Pero aquella callecita de dos cuadras nos permitía trazar con tizas los círculos donde irían las canicas, y lanzar nuestras bolas multicolores y las risas al aire. Un escarceo infantil tolerado por casi todo el vecindario. Menos por el viejo Manolo, que tenía su casa enrejada hasta el portal, y si una pelota mal lanzada caía en sus fauces, esta salía volando cortada en cuatro partes, como en una clase donde se enseñaran los quebrados. Fue nuestra primera interpretación de lo que es un enemigo.
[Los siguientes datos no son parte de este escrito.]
use std::time::{Duration, Instant};

/// Fixed-period tick source polled by the event loop.
///
/// Missed periods are not replayed: after a long gap (system sleep) the
/// ticker fires once and re-anchors on the current instant. A deadline past
/// what `Instant` can represent never comes due.
#[derive(Debug, Clone)]
pub struct Ticker {
    period: Duration,
    next: Option<Instant>,
}

impl Ticker {
    pub fn new(period: Duration, now: Instant) -> Self {
        Self { period, next: now.checked_add(period) }
    }

    pub fn period(&self) -> Duration {
        self.period
    }

    pub fn poll(&mut self, now: Instant) -> bool {
        let Some(next) = self.next else {
            return false;
        };
        if now < next {
            return false;
        }

        self.next = match next.checked_add(self.period) {
            Some(n) if n > now => Some(n),
            _ => now.checked_add(self.period),
        };
        true
    }

    /// How long the event loop may block before this ticker is due.
    pub fn until_due(&self, now: Instant) -> Duration {
        self.next.map_or(self.period, |next| next.saturating_duration_since(now))
    }
}
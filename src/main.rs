mod clock;
mod notifier;
mod reminder;
mod ui;

use clap::Parser;
use crossterm::{
    event::{self, Event, KeyEventKind},
    execute,
    terminal::{disable_raw_mode, enable_raw_mode, EnterAlternateScreen, LeaveAlternateScreen},
};
use ratatui::prelude::*;
use serde::Deserialize;
use std::{fs, io, path::{Path, PathBuf}, time::Instant};
use tracing::{info, warn};
use tracing_appender::rolling::{RollingFileAppender, Rotation};
use tracing_subscriber::EnvFilter;

use notifier::DesktopNotifier;
use reminder::{Reminder, MAX_INTERVAL_MINUTES, MIN_INTERVAL_MINUTES};
use ui::App;

// ============================================================================
// Type Aliases & Constants
// ============================================================================

type Result<T> = std::result::Result<T, Box<dyn std::error::Error>>;
const DATA_DIR: &str = "posture-check";
const LOG_FILE: &str = "posture-check.log";
const DEFAULT_INTERVAL_MINUTES: u32 = 20;
const DEFAULT_TICK_SECONDS: u64 = 5;
const MAX_TICK_SECONDS: u64 = MAX_INTERVAL_MINUTES as u64 * 60;

// ============================================================================
// CLI Arguments
// ============================================================================

#[derive(Parser, Clone)]
#[command(author, version, about = "posture-check - a status-bar reminder to check your posture")]
struct Args {
    /// Reminder interval in minutes (1-120)
    #[arg(short, long, value_parser = clap::value_parser!(u32).range(1..=120))]
    interval: Option<u32>,
    /// Seconds between accumulation ticks (at most the interval)
    #[arg(short, long, value_parser = clap::value_parser!(u64).range(1..=MAX_TICK_SECONDS))]
    tick: Option<u64>,
    /// Keep the interval fixed; hides "Set Interval..."
    #[arg(long)]
    fixed: bool,
    #[arg(long)]
    no_sound: bool,
    #[arg(short, long)]
    config: Option<PathBuf>,
    #[arg(short, long)]
    verbose: bool,
}

impl Args {
    fn log_level(&self) -> &'static str {
        if self.verbose { "debug" } else { "info" }
    }
}

// ============================================================================
// Configuration
// ============================================================================

#[derive(Deserialize, Clone, Debug, PartialEq)]
#[serde(default)]
struct Config {
    interval_minutes: u32,
    tick_seconds: u64,
    fixed_interval: bool,
    sound_enabled: bool,
}

impl Default for Config {
    fn default() -> Self {
        Self {
            interval_minutes: DEFAULT_INTERVAL_MINUTES,
            tick_seconds: DEFAULT_TICK_SECONDS,
            fixed_interval: false,
            sound_enabled: true,
        }
    }
}

impl Config {
    fn apply_args(mut self, args: &Args) -> Self {
        if let Some(i) = args.interval { self.interval_minutes = i; }
        if let Some(t) = args.tick { self.tick_seconds = t; }
        if args.fixed { self.fixed_interval = true; }
        if args.no_sound { self.sound_enabled = false; }
        self
    }

    /// Replaces out-of-range values with defaults.
    fn validated(mut self) -> Self {
        if !(MIN_INTERVAL_MINUTES..=MAX_INTERVAL_MINUTES).contains(&i64::from(self.interval_minutes)) {
            warn!(
                "interval_minutes={} outside {}-{}, using {}",
                self.interval_minutes, MIN_INTERVAL_MINUTES, MAX_INTERVAL_MINUTES, DEFAULT_INTERVAL_MINUTES
            );
            self.interval_minutes = DEFAULT_INTERVAL_MINUTES;
        }
        if !(1..=self.interval_secs()).contains(&self.tick_seconds) {
            warn!(
                "tick_seconds={} outside 1-{}, using {}",
                self.tick_seconds, self.interval_secs(), DEFAULT_TICK_SECONDS
            );
            self.tick_seconds = DEFAULT_TICK_SECONDS;
        }
        self
    }

    fn interval_secs(&self) -> u64 {
        u64::from(self.interval_minutes) * 60
    }
}

fn get_path(filename: &str) -> PathBuf {
    let mut path = PathBuf::from(".");
    path.push(DATA_DIR);
    path.push(filename);
    path
}

fn load_json<T: for<'de> Deserialize<'de> + Default>(path: &Path) -> T {
    let Ok(s) = fs::read_to_string(path) else {
        return T::default();
    };
    serde_json::from_str(&s).unwrap_or_else(|e| {
        warn!("Ignoring malformed {}: {}", path.display(), e);
        T::default()
    })
}

// ============================================================================
// Main
// ============================================================================

fn init_logging(args: &Args) -> Result<tracing_appender::non_blocking::WorkerGuard> {
    let dir = PathBuf::from(".").join(DATA_DIR);
    fs::create_dir_all(&dir)?;

    let appender = RollingFileAppender::builder()
        .rotation(Rotation::NEVER)
        .filename_prefix(LOG_FILE)
        .build(&dir)?;
    let (writer, guard) = tracing_appender::non_blocking(appender);

    tracing_subscriber::fmt()
        .with_writer(writer)
        .with_ansi(false)
        .with_env_filter(
            EnvFilter::try_from_default_env()
                .unwrap_or_else(|_| EnvFilter::new(format!("posture_check={}", args.log_level()))),
        )
        .init();

    Ok(guard)
}

fn main() -> Result<()> {
    let args = Args::parse();
    let _guard = init_logging(&args)?;

    let config_path = args.config.clone().unwrap_or_else(|| get_path("config.json"));
    let config = load_json::<Config>(&config_path).apply_args(&args).validated();

    info!(
        "Starting posture-check at {}: interval={}min, tick={}s, fixed={}, sound={}",
        chrono::Local::now().format("%Y-%m-%d %H:%M:%S"),
        config.interval_minutes, config.tick_seconds, config.fixed_interval, config.sound_enabled
    );

    let notifier = DesktopNotifier::new(config.sound_enabled);
    notifier.probe();

    let reminder = Reminder::new(config.interval_secs(), config.tick_seconds);
    let mut app = App::new(reminder, Box::new(notifier), config.fixed_interval, Instant::now());

    enable_raw_mode()?;
    let mut stdout = io::stdout();
    execute!(stdout, EnterAlternateScreen)?;
    let backend = CrosstermBackend::new(stdout);
    let mut terminal = Terminal::new(backend)?;

    let res = run(&mut terminal, &mut app);

    disable_raw_mode()?;
    execute!(terminal.backend_mut(), LeaveAlternateScreen)?;
    terminal.show_cursor()?;

    info!("posture-check stopped after {} cycles", app.reminder().cycles());
    res
}

fn run(terminal: &mut Terminal<CrosstermBackend<io::Stdout>>, app: &mut App) -> Result<()> {
    loop {
        terminal.draw(|f| ui::render_ui(f, app))?;

        let timeout = app.poll_timeout(Instant::now());
        if event::poll(timeout)? {
            if let Event::Key(key) = event::read()? {
                if key.kind == KeyEventKind::Press && app.handle_key(key, Instant::now()) {
                    return Ok(());
                }
            }
        }

        app.on_clock(Instant::now());
    }
}
use notify_rust::{Notification, Urgency};
use std::{path::Path, process::{Command, Stdio}};
use tracing::{debug, info, warn};

use crate::reminder::ReminderFired;

pub const APP_NAME: &str = "posture-check";
const TITLE: &str = "Check your posture";

const SOUNDS: [(&str, &str); 3] = [
    ("paplay", "/usr/share/sounds/freedesktop/stereo/complete.oga"),
    ("aplay", "/usr/share/sounds/sound-icons/guitar-11.wav"),
    ("aplay", "/usr/share/sounds/generic.wav"),
];

/// Outbound port for reminder delivery. Best effort: implementations swallow
/// their own failures.
pub trait Notifier {
    fn notify(&mut self, event: &ReminderFired);
}

pub fn reminder_body(event: &ReminderFired) -> String {
    format!("{} elapsed", event.elapsed_label)
}

// ============================================================================
// Desktop
// ============================================================================

pub struct DesktopNotifier {
    sound: bool,
}

impl DesktopNotifier {
    pub fn new(sound: bool) -> Self {
        Self { sound }
    }

    /// Logs whether a notification server is reachable. Never fatal.
    pub fn probe(&self) {
        #[cfg(all(unix, not(target_os = "macos")))]
        {
            match notify_rust::get_capabilities() {
                Ok(caps) => info!(?caps, "Notification server available"),
                Err(e) => warn!("Notification server unavailable: {}", e),
            }
        }
    }

    fn play_sound() {
        for (cmd, file) in SOUNDS {
            if Path::new(file).exists() {
                if let Err(e) = Command::new(cmd)
                    .arg(file)
                    .stdout(Stdio::null())
                    .stderr(Stdio::null())
                    .spawn()
                {
                    debug!("Failed to spawn {}: {}", cmd, e);
                }
                break;
            }
        }
    }
}

fn reminder_notification(event: &ReminderFired) -> Notification {
    let mut notification = Notification::new();
    notification
        .summary(TITLE)
        .body(&reminder_body(event))
        .appname(APP_NAME)
        .icon("alarm-clock")
        .urgency(Urgency::Critical);
    notification
}

impl Notifier for DesktopNotifier {
    /// Delivery runs on a detached thread; the server's reply is never awaited
    /// by the caller.
    fn notify(&mut self, event: &ReminderFired) {
        let notification = reminder_notification(event);
        let cycle = event.cycle;
        let sound = self.sound;

        std::thread::spawn(move || {
            match notification.show() {
                Ok(_) => debug!(cycle, "Reminder notification shown"),
                Err(e) => warn!("Failed to show reminder notification: {}", e),
            }
            if sound {
                Self::play_sound();
            }
        });
    }
}

// ============================================================================
// Test double
// ============================================================================

#[cfg(test)]
#[derive(Default)]
pub struct RecordingNotifier {
    pub events: std::rc::Rc<std::cell::RefCell<Vec<ReminderFired>>>,
}

#[cfg(test)]
impl Notifier for RecordingNotifier {
    fn notify(&mut self, event: &ReminderFired) {
        self.events.borrow_mut().push(event.clone());
    }
}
Nuestro primer intento de defensa cívica, y nuestras primeras piedras lanzadas a sus muros, era la venganza infantil, o la desobediencia del grupo.
Los juegos podían ser interrumpidos por los pocos vehículos que penetraban la callecita; el camión de las piedras de hielo, el carretón de caballos del vendedor de viandas, o el carretoncito blanco y su caballo negro del mercader de helados.
Pero el ahora fue sumando épocas, y la adolescencia descubrió la calle Otero, la plazoleta con bares, el cine de barrio, la calle Principal, y la novia de la calle Delicias. Esto fue hasta que llegó, no se sabe cuando, el adiós al barrio.
Sesenta años después detengo el coche en la calle Freire esquina Otero, los transeúntes van enmascarados, caminan rápido, cabizbajos, como si el andar por las calles fuera un peligro; lo es. Me pongo mi máscara y miro la calle Freire, está deteriorada, vetusta, frágil, es muy estrecha para mi gusto, las grandes ciudades donde crié a mis hijos me han quitado el deleite por estos parajes solitarios. No hay niños en la callecita, y la cerca de púas infranqueable no existe. Ahora allí hay un policlínico. No conozco a nadie, quizás las máscaras no me dejan ver a los antiguos pobladores, o las canas y las arrugas tapan los recuerdos. Pienso en el mundo perdido en mis evocaciones; éste de ahora es un mundo donde el miedo a la pandemia del Covid19 deja sus marcas psíquicas.
Me marcho, me gusta más la calle Freire de mí imaginación. La gran ciudad me aguarda, pero está irreconocible, la pandemia alteró sus risas, y la melancolía se adueñó de sus luces. El ahora es triste, y espero que no construya un futuro de sombras.